Last week I attended the World Domination Summit in Portland, OR. Despite what you may think from the title, this was a gathering of creative folks and people living their lives along a slightly different track. For four days, I was amongst “my people.”
When people asked, “What do you do?” I could tell them that I’m a freelance writer, that I run a website for women without children, and that when I grow up I want to be a fiction author, and no one went cross-eyed and looked at me as if I was some kind of loser. They got me.
In a crowd of 3,000 people, I think perhaps two asked me if I had children and both understood and respected the fact that I didn’t. I even had an in-depth conversation with a woman who had a biological daughter and was now trying to navigate the world of adoption and learning first-hand that it’s not the quick-fix so many believe it to be. These people got me, too.
So many of the speakers addressed the topic of community. Jonathan Fields included “find your tribe” in his Good Life Project creed; Steve Schalchlin talked about living in what he calls the “bonus round” and brought the entire audience to tears with his story of his friends’ love literally kept him alive. When he sang, “We should all be connected to each other,” I got it. In fact one of the main themes of the summit was “community” and the importance of being among people who understand you was never clearer to me.
After the summit end, I went home via the Portland airport. It was full of families returning home from a long holiday weekend, and never have I felt more like an alien crash-landing on a strange and hostile planet. I wasn’t among my people any more.

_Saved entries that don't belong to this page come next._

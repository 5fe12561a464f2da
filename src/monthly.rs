//! Month-by-month summary over the whole ledger history.

use std::collections::BTreeMap;

use chrono::Datelike;
use serde::Serialize;

use crate::entry::LedgerEntry;

#[derive(Debug, Clone, PartialEq, Eq, Serialize)]
pub struct MonthSummary {
    /// `YYYY-MM`
    pub month: String,
    pub income: i64,
    /// Business expense only; personal withdrawals are not included.
    pub expense: i64,
    pub profit: i64,
}

/// Sum income, expense and profit per calendar month, newest month first.
/// Entries with malformed dates are skipped.
pub fn monthly_summary(entries: &[LedgerEntry]) -> Vec<MonthSummary> {
    let mut months: BTreeMap<(i32, u32), (i64, i64)> = BTreeMap::new();
    for entry in entries {
        let Some(day) = entry.business_day() else {
            continue;
        };
        let slot = months.entry((day.year(), day.month())).or_default();
        slot.0 = slot.0.saturating_add(entry.income());
        slot.1 = slot.1.saturating_add(entry.business_expense());
    }

    months
        .into_iter()
        .rev()
        .map(|((year, month), (income, expense))| MonthSummary {
            month: format!("{year:04}-{month:02}"),
            income,
            expense,
            profit: income.saturating_sub(expense),
        })
        .collect()
}
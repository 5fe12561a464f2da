//! Free-text office memos.
//!
//! Three independent notes (long-term, mid-term, short-term), each kept in
//! cell `A1` of its own table.

use serde::{Deserialize, Serialize};
use tracing::info;

use crate::config::SheetNames;
use crate::error::StoreResult;
use crate::store::RecordStore;

const MEMO_CELL: &str = "A1";

#[derive(Debug, Clone, Copy, PartialEq, Eq, Serialize, Deserialize)]
#[serde(rename_all = "snake_case")]
pub enum MemoSlot {
    Long,
    Mid,
    Short,
}

impl MemoSlot {
    pub fn table(self, sheets: &SheetNames) -> &str {
        match self {
            MemoSlot::Long => &sheets.memo_long,
            MemoSlot::Mid => &sheets.memo_mid,
            MemoSlot::Short => &sheets.memo_short,
        }
    }
}

/// Memo text, or an empty string when nothing has been saved yet.
pub fn load<S: RecordStore>(store: &S, sheets: &SheetNames, slot: MemoSlot) -> StoreResult<String> {
    Ok(store
        .read_cell(slot.table(sheets), MEMO_CELL)?
        .unwrap_or_default())
}

pub fn save<S: RecordStore>(
    store: &S,
    sheets: &SheetNames,
    slot: MemoSlot,
    content: &str,
) -> StoreResult<()> {
    store.write_cell(slot.table(sheets), MEMO_CELL, content)?;
    info!(slot = ?slot, chars = content.chars().count(), "memo saved");
    Ok(())
}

But the next day I sat down to write this blog post and I realized that I do get to be among my people, around people who understand me. And those people are you. Here on this blog is one of the few places I can talk about it’s like to live without children, to get blank stares of misunderstanding from people who don’t get it, and to feel as if I don’t belong. Here I am among my tribe and today, I appreciate my tribe more than ever.